Die Skirennfahrerin Lindsey Vonn feiert nach langer Verletzung ihr Comeback - glamourös und voller Show-Elemente. Doch ein PR-Gag ist das nicht, im Gegenteil.

Von Gerald Kleffmann, Hall in Tirol

Auf dem Hof vor dem Lager füllt sich der Parkplatz, die Autokennzeichen machen klar: Die Gäste kommen von weit her. Diesmal allerdings nicht, um in Hall in Tirol zu ergründen, wie seinerzeit aus den Salinen Salz gefördert wurde. Die Säulenhalle, in der das kostbare Naturgut aufbewahrt wurde, erfährt samt den 15 prächtigen, neun Meter hohen Rundpfeilern aus Breccie stets viel Beachtung, doch an diesem Montag überstrahlt eine Amerikanerin aus Minnesota die Sehenswürdigkeit, die immerhin einen spektakulären Rahmen bietet. Die Skirennläuferin Lindsey Vonn, 29, aus Saint Paul, hält Hof. Das ist so, als würde im Fußball Cristiano Ronaldo zur Audienz bitten. Oder LeBron James im Basketball. Ein Riesending. Entsprechend ist die Veranstaltung im griffig genannten "Comeback Camp" aufgezogen.

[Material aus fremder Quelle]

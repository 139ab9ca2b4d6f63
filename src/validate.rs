use crate::settings::Settings;
use std::fmt;

/// Raw text of every editable field, exactly as typed.
#[derive(Clone, Debug, Default, PartialEq, Eq)]
pub struct FormFields {
    pub min_delay: String,
    pub max_delay: String,
    pub jitter_width: String,
    pub jitter_height: String,
    pub mark_x: String,
    pub mark_y: String,
}

impl FormFields {
    pub fn from_settings(settings: &Settings) -> Self {
        Self {
            min_delay: settings.min_delay_ms.to_string(),
            max_delay: settings.max_delay_ms.to_string(),
            jitter_width: settings.jitter_width.to_string(),
            jitter_height: settings.jitter_height.to_string(),
            mark_x: settings.mark_x.to_string(),
            mark_y: settings.mark_y.to_string(),
        }
    }
}

#[derive(Clone, Copy, Debug, PartialEq, Eq)]
pub enum FormError {
    /// A delay is not a number, or min is not below max.
    DelayRange,
    /// Jitter or mark coordinates failed to parse.
    Fields,
}

impl fmt::Display for FormError {
    fn fmt(&self, f: &mut fmt::Formatter<'_>) -> fmt::Result {
        match self {
            FormError::DelayRange => f.write_str("The min/max is incorrect!"),
            FormError::Fields => f.write_str("One or more of your inputs was incorrect!"),
        }
    }
}

impl std::error::Error for FormError {}

fn parse_i64(text: &str) -> Option<i64> {
    text.trim().parse().ok()
}

/// Delays are at least 1ms.
pub fn parse_delay(text: &str) -> Option<u64> {
    parse_i64(text).map(|n| n.max(1) as u64)
}

pub fn parse_non_negative(text: &str) -> Option<u32> {
    parse_i64(text).map(|n| n.clamp(0, u32::MAX as i64) as u32)
}

/// Unclamped; marks left of or above the primary monitor are negative.
pub fn parse_int(text: &str) -> Option<i32> {
    text.trim().parse().ok()
}

/// Builds the settings a form submission would produce, keeping the hotkey
/// bindings of `current`. Nothing is applied on error.
pub fn parse_form(form: &FormFields, current: &Settings) -> Result<Settings, FormError> {
    let (min_delay_ms, max_delay_ms) =
        match (parse_delay(&form.min_delay), parse_delay(&form.max_delay)) {
            (Some(min), Some(max)) if min < max => (min, max),
            _ => return Err(FormError::DelayRange),
        };

    let (Some(jitter_width), Some(jitter_height), Some(mark_x), Some(mark_y)) = (
        parse_non_negative(&form.jitter_width),
        parse_non_negative(&form.jitter_height),
        parse_int(&form.mark_x),
        parse_int(&form.mark_y),
    ) else {
        return Err(FormError::Fields);
    };

    Ok(Settings {
        min_delay_ms,
        max_delay_ms,
        jitter_width,
        jitter_height,
        mark_x,
        mark_y,
        toggle_key: current.toggle_key.clone(),
        mark_key: current.mark_key.clone(),
    })
}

Um 16.20 Uhr öffnen die Pforten wie im Colosseum einst, 100 Personen schreiten andächtig ein, Musik dröhnt, ein Film folgt gleich, der alles noch einmal zeigt. Wie Vonn schwer stürzte, im Februar 2013, bei der WM in Schladming, Diagnose: Kreuzbandriss, Innenbandriss im rechten Knie. Die Reha-Phase verlief gut, doch im November erlitt sie erst einen Teilabriss, dann im Dezember ganz den Riss im operierten Kreuzband. Jetzt steht sie hier, strahlt, die Haare perfekt getrimmt, eine Athletin in der Blüte, so scheint es zu sein. Seit Mittwoch erst trainiert Vonn wieder, auf dem Rettenbachgletscher in Sölden wagte sie den ersten Schwung, erfreut berichtet sie nun: "Es war wunderschön. Ich brauche Skifahren wie die Luft zum Atmen."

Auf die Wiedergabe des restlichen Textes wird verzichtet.